**Activity:** With both ends included, transcribe exactly the records below from their first line to the line that contains "normalized into, the".
Records for processing Start Marker
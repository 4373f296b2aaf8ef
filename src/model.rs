/// Core data types for the hazard prediction service.
///
/// This module defines the shared domain model imported by all other modules:
/// the canonical feature record every payload is normalized into, the
/// prediction record handed back to callers, and the error enums.
/// It contains no I/O.

use chrono::{DateTime, Datelike, Utc, Weekday};
use serde::{Deserialize, Serialize};
use std::fmt;

// ---------------------------------------------------------------------------
// Defaults for missing source fields
// ---------------------------------------------------------------------------

/// Relative humidity assumed when a source does not report it.
pub const DEFAULT_HUMIDITY_PCT: f64 = 60.0;

/// Sea-level pressure assumed when a source does not report it.
/// A zero here would read as the deepest pressure tier.
pub const DEFAULT_PRESSURE_HPA: f64 = 1013.0;

/// Wind direction assumed when a source does not report it.
pub const DEFAULT_WIND_DIRECTION_DEG: f64 = 180.0;

/// Kelvin offset used by OpenWeather's `units=standard` payloads.
pub const KELVIN_OFFSET: f64 = 273.15;

// ---------------------------------------------------------------------------
// Source identifiers
// ---------------------------------------------------------------------------

/// The payload shapes the normalizer knows how to read.
#[derive(Debug, Clone, Copy, PartialEq, Eq, Serialize, Deserialize)]
#[serde(rename_all = "lowercase")]
pub enum SourceKind {
    /// Nested `main`/`wind`/`rain` objects, temperatures in Kelvin.
    OpenWeather,
    /// Flat `*_last`/`*_hi`/`*_lo` fields, already metric.
    WeatherLink,
}

impl SourceKind {
    /// Parses a source tag as sent by API callers.
    pub fn parse(tag: &str) -> Result<SourceKind, HazardError> {
        match tag.trim().to_ascii_lowercase().as_str() {
            "openweather" => Ok(SourceKind::OpenWeather),
            "weatherlink" => Ok(SourceKind::WeatherLink),
            _ => Err(HazardError::UnsupportedSource(tag.to_string())),
        }
    }

    pub fn as_str(&self) -> &'static str {
        match self {
            SourceKind::OpenWeather => "openweather",
            SourceKind::WeatherLink => "weatherlink",
        }
    }
}

impl fmt::Display for SourceKind {
    fn fmt(&self, f: &mut fmt::Formatter<'_>) -> fmt::Result {
        f.write_str(self.as_str())
    }
}

// ---------------------------------------------------------------------------
// Canonical feature record
// ---------------------------------------------------------------------------

/// One weather observation or forecast point, independent of the provider.
///
/// Built by `analysis::features::normalize` (or `CanonicalFeatureRecord::new`
/// for already-metric measurements). The derived fields are computed once at
/// construction; the rolling means start out equal to the point's own values
/// and are only widened by `analysis::features::apply_rolling_means` when a
/// time-ordered series is available.
#[derive(Debug, Clone, PartialEq, Serialize, Deserialize)]
pub struct CanonicalFeatureRecord {
    pub timestamp: DateTime<Utc>,
    pub temperature_c: f64,
    pub temp_min_c: f64,
    pub temp_max_c: f64,
    pub pressure_hpa: f64,
    pub humidity_pct: f64,
    pub wind_speed_ms: f64,
    pub wind_gust_ms: f64,
    pub wind_direction_deg: f64,
    pub precipitation_mm: f64,

    // Derived
    pub temp_range: f64,
    pub humidity_estimate: f64,
    pub heat_index: f64,
    pub day_of_year: u32,
    pub month: u32,
    pub season: u32,
    pub is_weekend: bool,
    pub precip_rolling_3: f64,
    pub temp_rolling_3: f64,
    pub wind_rolling_3: f64,
}

/// Raw measurements before derivation. Every field is optional so that
/// each source adapter only fills what its payload actually carries.
#[derive(Debug, Clone, Default, PartialEq)]
pub struct Measurements {
    pub timestamp: Option<DateTime<Utc>>,
    pub temperature_c: Option<f64>,
    pub temp_min_c: Option<f64>,
    pub temp_max_c: Option<f64>,
    pub pressure_hpa: Option<f64>,
    pub humidity_pct: Option<f64>,
    pub wind_speed_ms: Option<f64>,
    pub wind_gust_ms: Option<f64>,
    pub wind_direction_deg: Option<f64>,
    pub precipitation_mm: Option<f64>,
}

/// Drops NaN/inf so a bad upstream number falls back to the default.
fn finite(value: Option<f64>) -> Option<f64> {
    value.filter(|v| v.is_finite())
}

impl CanonicalFeatureRecord {
    /// Builds a record from raw measurements, applying the documented
    /// defaults and computing every derived field.
    ///
    /// `now` is used only when the measurements carry no timestamp.
    pub fn from_measurements(m: Measurements, now: DateTime<Utc>) -> Self {
        let temperature_c = finite(m.temperature_c).unwrap_or(0.0);
        let temp_min_c = finite(m.temp_min_c).unwrap_or(temperature_c);
        let temp_max_c = finite(m.temp_max_c).unwrap_or(temperature_c);
        let pressure_hpa = finite(m.pressure_hpa).unwrap_or(DEFAULT_PRESSURE_HPA);
        let humidity_pct = finite(m.humidity_pct)
            .unwrap_or(DEFAULT_HUMIDITY_PCT)
            .clamp(0.0, 100.0);
        let wind_speed_ms = finite(m.wind_speed_ms).unwrap_or(0.0);
        let wind_gust_ms = finite(m.wind_gust_ms).unwrap_or(wind_speed_ms);
        let wind_direction_deg =
            finite(m.wind_direction_deg).unwrap_or(DEFAULT_WIND_DIRECTION_DEG);
        let precipitation_mm = finite(m.precipitation_mm).unwrap_or(0.0);
        let timestamp = m.timestamp.unwrap_or(now);

        let month = timestamp.month();
        let humidity_estimate =
            (60.0 + precipitation_mm * 10.0 - (temperature_c - 20.0) * 2.0).clamp(0.0, 100.0);
        let heat_index = if temperature_c > 25.0 {
            temperature_c + 0.5 * (humidity_pct - 10.0)
        } else {
            temperature_c
        };

        CanonicalFeatureRecord {
            timestamp,
            temperature_c,
            temp_min_c,
            temp_max_c,
            pressure_hpa,
            humidity_pct,
            wind_speed_ms,
            wind_gust_ms,
            wind_direction_deg,
            precipitation_mm,
            temp_range: temp_max_c - temp_min_c,
            humidity_estimate,
            heat_index,
            day_of_year: timestamp.ordinal(),
            month,
            season: (month % 12 + 3) / 3,
            is_weekend: matches!(timestamp.weekday(), Weekday::Sat | Weekday::Sun),
            precip_rolling_3: precipitation_mm,
            temp_rolling_3: temperature_c,
            wind_rolling_3: wind_speed_ms,
        }
    }

    /// Looks up a feature by the column name used in model metadata.
    /// Returns `None` for names this record cannot produce.
    pub fn feature(&self, name: &str) -> Option<f64> {
        let value = match name {
            "temperature" => self.temperature_c,
            "temp_min" => self.temp_min_c,
            "temp_max" => self.temp_max_c,
            "pressure" => self.pressure_hpa,
            "humidity" => self.humidity_pct,
            "wind_speed" => self.wind_speed_ms,
            "wind_gust" => self.wind_gust_ms,
            "wind_direction" => self.wind_direction_deg,
            "precipitation" => self.precipitation_mm,
            "temp_range" => self.temp_range,
            "humidity_est" => self.humidity_estimate,
            "heat_index" => self.heat_index,
            "day_of_year" => self.day_of_year as f64,
            "month" => self.month as f64,
            "season" => self.season as f64,
            "is_weekend" => {
                if self.is_weekend {
                    1.0
                } else {
                    0.0
                }
            }
            "precip_rolling_3" => self.precip_rolling_3,
            "temp_rolling_3" => self.temp_rolling_3,
            "wind_rolling_3" => self.wind_rolling_3,
            _ => return None,
        };
        Some(value)
    }

    /// Like `feature`, but substitutes the neutral default for unknown names
    /// (humidity-like columns get 60, everything else 0).
    pub fn feature_or_default(&self, name: &str) -> f64 {
        self.feature(name).unwrap_or_else(|| default_for_column(name))
    }
}

/// Every column name `CanonicalFeatureRecord::feature` can produce, in the
/// order the trainer emits them.
pub const FEATURE_COLUMNS: &[&str] = &[
    "temperature",
    "temp_min",
    "temp_max",
    "precipitation",
    "wind_speed",
    "wind_gust",
    "wind_direction",
    "pressure",
    "humidity",
    "temp_range",
    "day_of_year",
    "month",
    "season",
    "is_weekend",
    "humidity_est",
    "heat_index",
    "precip_rolling_3",
    "temp_rolling_3",
    "wind_rolling_3",
];

/// Neutral default for a model column the normalizer does not produce.
pub fn default_for_column(name: &str) -> f64 {
    if name == "humidity" {
        DEFAULT_HUMIDITY_PCT
    } else {
        0.0
    }
}

// ---------------------------------------------------------------------------
// Hazard vocabulary
// ---------------------------------------------------------------------------

/// Named hazard categories, derived from the triggered tag set.
#[derive(Debug, Clone, Copy, PartialEq, Eq, Hash, Serialize, Deserialize)]
pub enum HazardType {
    #[serde(rename = "Tropical Cyclone")]
    TropicalCyclone,
    #[serde(rename = "Tropical Storm")]
    TropicalStorm,
    #[serde(rename = "Flood Risk")]
    FloodRisk,
    #[serde(rename = "Windstorm")]
    Windstorm,
    #[serde(rename = "Heatwave")]
    Heatwave,
    #[serde(rename = "Possible Cyclone")]
    PossibleCyclone,
    #[serde(rename = "Low Pressure")]
    LowPressure,
    /// The model predicted an event the rules could not explain.
    #[serde(rename = "General Hazard")]
    GeneralHazard,
    #[serde(rename = "None")]
    None,
}

impl HazardType {
    pub fn as_str(&self) -> &'static str {
        match self {
            HazardType::TropicalCyclone => "Tropical Cyclone",
            HazardType::TropicalStorm => "Tropical Storm",
            HazardType::FloodRisk => "Flood Risk",
            HazardType::Windstorm => "Windstorm",
            HazardType::Heatwave => "Heatwave",
            HazardType::PossibleCyclone => "Possible Cyclone",
            HazardType::LowPressure => "Low Pressure",
            HazardType::GeneralHazard => "General Hazard",
            HazardType::None => "None",
        }
    }

    pub fn is_none(&self) -> bool {
        *self == HazardType::None
    }

    /// Cyclone-class hazards use the stricter risk ladder.
    pub fn is_cyclonic(&self) -> bool {
        matches!(self, HazardType::TropicalCyclone | HazardType::TropicalStorm)
    }
}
Records for processing End Marker
**Response:**
repository 4373f296b2aaf8ef
filename src/model.rs
/// Core data types for the hazard prediction service.
///
/// This module defines the shared domain model imported by all other modules:
/// the canonical feature record every payload is normalized into, the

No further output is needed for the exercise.